> _ACTIVITY_
Look through the material below and count the lines with the string "Option". Report only the count.

> _THE RECORDS_
______________________________
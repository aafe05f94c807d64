//! Sliding view over a line stream with one line of context on each side.
//!
//! The tracker needs exactly one line of lookbehind (tool → LLM correlation)
//! and one line of lookahead (method-2 discard signal). [`LineWindow`] holds
//! just those three lines, so input can come from any iterator rather than a
//! materialized array.

use std::iter::Fuse;

/// The current line with its immediate neighbours.
#[derive(Debug, Clone, Copy, PartialEq, Eq)]
pub struct Frame<'a> {
    /// 1-based physical line number of `current`.
    pub number: usize,
    pub previous: Option<&'a str>,
    pub current: &'a str,
    pub next: Option<&'a str>,
}

/// Lending cursor over a line iterator.
#[derive(Debug)]
pub struct LineWindow<I: Iterator<Item = String>> {
    lines: Fuse<I>,
    previous: Option<String>,
    current: Option<String>,
    next: Option<String>,
    number: usize,
    primed: bool,
}

impl<I: Iterator<Item = String>> LineWindow<I> {
    pub fn new(lines: impl IntoIterator<IntoIter = I>) -> Self {
        Self {
            lines: lines.into_iter().fuse(),
            previous: None,
            current: None,
            next: None,
            number: 0,
            primed: false,
        }
    }

    /// Moves to the next line. Returns `None` once the input is exhausted.
    pub fn advance(&mut self) -> Option<Frame<'_>> {
        if self.primed {
            self.previous = self.current.take();
            self.current = self.next.take();
        } else {
            self.primed = true;
            self.current = self.lines.next();
        }
        self.next = self.lines.next();

        if self.current.is_none() {
            return None;
        }
        self.number += 1;

        Some(Frame {
            number: self.number,
            previous: self.previous.as_deref(),
            current: self.current.as_deref()?,
            next: self.next.as_deref(),
        })
    }
}
//! Interval state machine over classified log lines.
//!
//! Each (category, identifier) moves absent → open → closed. Start markers
//! open an interval; a matching terminator closes it and emits an
//! [`EventRecord`]. Anything still open when input runs out becomes a
//! zero-length skip record in [`IntervalTracker::finish`].
//!
//! # Edge policies
//!
//! - A repeated tool start for an open identifier is ignored; knowledge and
//!   LLM starts re-arm the start time instead.
//! - A "No tools has been called" signal seen for an identifier turns a later
//!   "finished" terminator into a skip. An error terminator always fails.
//! - A method-2 interval is failed when the very next physical line discards
//!   the same identifier. Method 1 ignores discard signals. A discard that
//!   shows up two or more lines later is missed.
//! - Terminators with nothing open are dropped and counted as orphans.

use std::collections::hash_map::Entry;
use std::collections::{HashMap, HashSet};

use chrono::NaiveDateTime;
use serde::Serialize;

use crate::correlate::Correlator;
use crate::marker::{
    Category, EventMarker, KnowledgeMethod, NodeId, Role, classify_line, discarded_id,
};
use crate::record::{EventRecord, Outcome, RecordKind};
use crate::timestamp::extract_timestamp;
use crate::window::Frame;

/// Counters describing what the pass saw but did not turn into records.
#[derive(Debug, Clone, Copy, Default, PartialEq, Eq, Serialize)]
pub struct Diagnostics {
    pub lines: usize,
    /// Lines with no timestamp or no recognized marker.
    pub inert_lines: usize,
    pub orphan_terminators: usize,
    pub unterminated: usize,
}

/// Result of one full pass.
#[derive(Debug, Clone, Default)]
pub struct Extraction {
    /// Records in emission order.
    pub records: Vec<EventRecord>,
    pub diagnostics: Diagnostics,
}

#[derive(Debug, Clone, Copy)]
struct OpenInterval {
    start_time: NaiveDateTime,
    start_line: usize,
}

#[derive(Debug, Clone)]
struct OpenLlmCall {
    interval: OpenInterval,
    linked_tool: Option<NodeId>,
}

type Stamp = (NaiveDateTime, usize);

#[derive(Debug, Default)]
pub struct IntervalTracker {
    tools: HashMap<NodeId, OpenInterval>,
    knowledge: HashMap<(KnowledgeMethod, NodeId), OpenInterval>,
    llm_calls: HashMap<NodeId, OpenLlmCall>,
    skip_signals: HashSet<NodeId>,
    correlator: Correlator,
    records: Vec<EventRecord>,
    diagnostics: Diagnostics,
}

impl IntervalTracker {
    pub fn new() -> Self {
        Self::default()
    }

    /// Consumes one line. Lines without a timestamp are inert.
    pub fn process(&mut self, frame: Frame<'_>) {
        self.diagnostics.lines += 1;

        let Some(timestamp) = extract_timestamp(frame.current) else {
            self.diagnostics.inert_lines += 1;
            return;
        };
        let markers = classify_line(frame.current);
        if markers.is_empty() {
            self.diagnostics.inert_lines += 1;
            return;
        }

        let at = (timestamp, frame.number);
        for marker in markers {
            self.apply(marker, at, frame);
        }
    }

    fn apply(&mut self, marker: EventMarker, at: Stamp, frame: Frame<'_>) {
        let EventMarker { category, role, id } = marker;
        match (category, role) {
            (Category::Tool, Role::Start) => self.open_tool(id, at),
            (Category::Tool, Role::SkipSignal) => {
                self.skip_signals.insert(id);
            }
            (Category::Tool, Role::End) => self.close_tool(id, at, false),
            (Category::Tool, Role::Error) => self.close_tool(id, at, true),
            (Category::Knowledge(method), Role::Start) => self.open_knowledge(method, id, at),
            (Category::Knowledge(method), Role::End) => {
                self.close_knowledge(method, id, at, frame.next);
            }
            (Category::LlmCall, Role::Start) => self.open_llm(id, at, frame.previous),
            (Category::LlmCall, Role::End) => self.close_llm(id, at),
            // Discard signals are only read as lookahead from an "ended" line.
            (_, Role::DiscardSignal)
            | (Category::Knowledge(_) | Category::LlmCall, Role::Error | Role::SkipSignal) => {}
        }
    }

    fn open_tool(&mut self, id: NodeId, (start_time, start_line): Stamp) {
        match self.tools.entry(id) {
            Entry::Occupied(entry) => {
                tracing::debug!(
                    id = %entry.key(),
                    line = start_line,
                    "ignoring repeated tool start"
                );
            }
            Entry::Vacant(entry) => {
                entry.insert(OpenInterval {
                    start_time,
                    start_line,
                });
            }
        }
    }

    fn close_tool(&mut self, id: NodeId, at: Stamp, errored: bool) {
        let Some(open) = self.tools.remove(&id) else {
            self.orphan(Category::Tool, &id, at.1);
            return;
        };

        let (kind, outcome) = if errored {
            (RecordKind::ToolFailed, Outcome::Failed)
        } else if self.skip_signals.contains(&id) {
            (RecordKind::ToolSkipped, Outcome::Skipped)
        } else {
            (RecordKind::ToolFinished, Outcome::Succeeded)
        };

        let start = (open.start_time, open.start_line);
        let record = EventRecord::closed(kind, id, start, at, outcome);
        if kind == RecordKind::ToolFinished {
            self.correlator.tool_finished(&record);
        }
        self.records.push(record);
    }

    fn open_knowledge(
        &mut self,
        method: KnowledgeMethod,
        id: NodeId,
        (start_time, start_line): Stamp,
    ) {
        let open = OpenInterval {
            start_time,
            start_line,
        };
        if let Some(previous) = self.knowledge.insert((method, id), open) {
            tracing::debug!(
                ?method,
                line = start_line,
                previous_line = previous.start_line,
                "re-armed knowledge interval"
            );
        }
    }

    fn close_knowledge(
        &mut self,
        method: KnowledgeMethod,
        id: NodeId,
        at: Stamp,
        next: Option<&str>,
    ) {
        let key = (method, id);
        let Some(open) = self.knowledge.remove(&key) else {
            self.orphan(Category::Knowledge(method), &key.1, at.1);
            return;
        };
        let (_, id) = key;

        let discarded = method == KnowledgeMethod::Two
            && next.and_then(discarded_id).is_some_and(|discarded| discarded == id);
        let outcome = if discarded {
            Outcome::Failed
        } else {
            Outcome::Succeeded
        };

        self.records.push(EventRecord::closed(
            RecordKind::knowledge(method),
            id,
            (open.start_time, open.start_line),
            at,
            outcome,
        ));
    }

    fn open_llm(&mut self, id: NodeId, (start_time, start_line): Stamp, previous: Option<&str>) {
        let linked = self.correlator.link_llm_start(previous);
        let interval = OpenInterval {
            start_time,
            start_line,
        };

        match self.llm_calls.entry(id) {
            Entry::Occupied(mut entry) => {
                tracing::debug!(id = %entry.key(), line = start_line, "re-armed LLM call");
                let open = entry.get_mut();
                open.interval = interval;
                if linked.is_some() {
                    open.linked_tool = linked;
                }
            }
            Entry::Vacant(entry) => {
                entry.insert(OpenLlmCall {
                    interval,
                    linked_tool: linked,
                });
            }
        }
    }

    fn close_llm(&mut self, id: NodeId, at: Stamp) {
        let Some(open) = self.llm_calls.remove(&id) else {
            self.orphan(Category::LlmCall, &id, at.1);
            return;
        };

        let mut record = EventRecord::closed(
            RecordKind::LlmCall,
            id,
            (open.interval.start_time, open.interval.start_line),
            at,
            Outcome::Succeeded,
        );
        record.linked_tool = open.linked_tool;

        let complete = self.correlator.complete(&record);
        self.records.push(record);
        self.records.extend(complete);
    }

    fn orphan(&mut self, category: Category, id: &NodeId, line: usize) {
        self.diagnostics.orphan_terminators += 1;
        tracing::debug!(?category, %id, line, "ignoring terminator with no open interval");
    }

    /// Ends the pass, turning every still-open interval into a skip record.
    pub fn finish(mut self) -> Extraction {
        let mut leftovers: Vec<EventRecord> = Vec::new();

        for (id, open) in self.tools.drain() {
            leftovers.push(EventRecord::unterminated(
                RecordKind::ToolSkipped,
                id,
                open.start_time,
                open.start_line,
            ));
        }
        for ((method, id), open) in self.knowledge.drain() {
            leftovers.push(EventRecord::unterminated(
                RecordKind::knowledge(method),
                id,
                open.start_time,
                open.start_line,
            ));
        }
        for (id, open) in self.llm_calls.drain() {
            leftovers.push(EventRecord::unterminated(
                RecordKind::LlmCall,
                id,
                open.interval.start_time,
                open.interval.start_line,
            ));
        }

        leftovers.sort_by(|a, b| (a.start_line, a.kind).cmp(&(b.start_line, b.kind)));
        for record in &leftovers {
            tracing::debug!(
                kind = %record.kind,
                id = %record.node_id,
                line = record.start_line,
                "unterminated interval"
            );
        }

        self.diagnostics.unterminated = leftovers.len();
        self.records.extend(leftovers);

        Extraction {
            records: self.records,
            diagnostics: self.diagnostics,
        }
    }
}
//! Enhancement-event extraction from agent execution logs.
//!
//! The pipeline runs strictly left to right:
//! - Timestamp extraction and line classification
//! - Interval tracking with tool → LLM correlation
//! - Bucketing and count/duration statistics

pub mod bucket;
mod correlate;
pub mod extract;
pub mod marker;
pub mod record;
pub mod report;
pub mod stats;
pub mod timestamp;
pub mod tracker;
pub mod window;

pub use bucket::{BucketName, Buckets};
pub use correlate::Correlator;
pub use extract::{ExtractError, extract_file, extract_lines};
pub use marker::{Category, EventMarker, KnowledgeMethod, NodeId, Role, classify_line};
pub use record::{EventRecord, Outcome, RecordJson, RecordKind};
pub use report::{BucketArtifact, Report};
pub use stats::{BucketStats, RollUp, Summary};
pub use timestamp::{extract_timestamp, format_timestamp};
pub use tracker::{Diagnostics, Extraction, IntervalTracker};
pub use window::{Frame, LineWindow};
______________________________
> _RESULT FOR THIS TASK_
9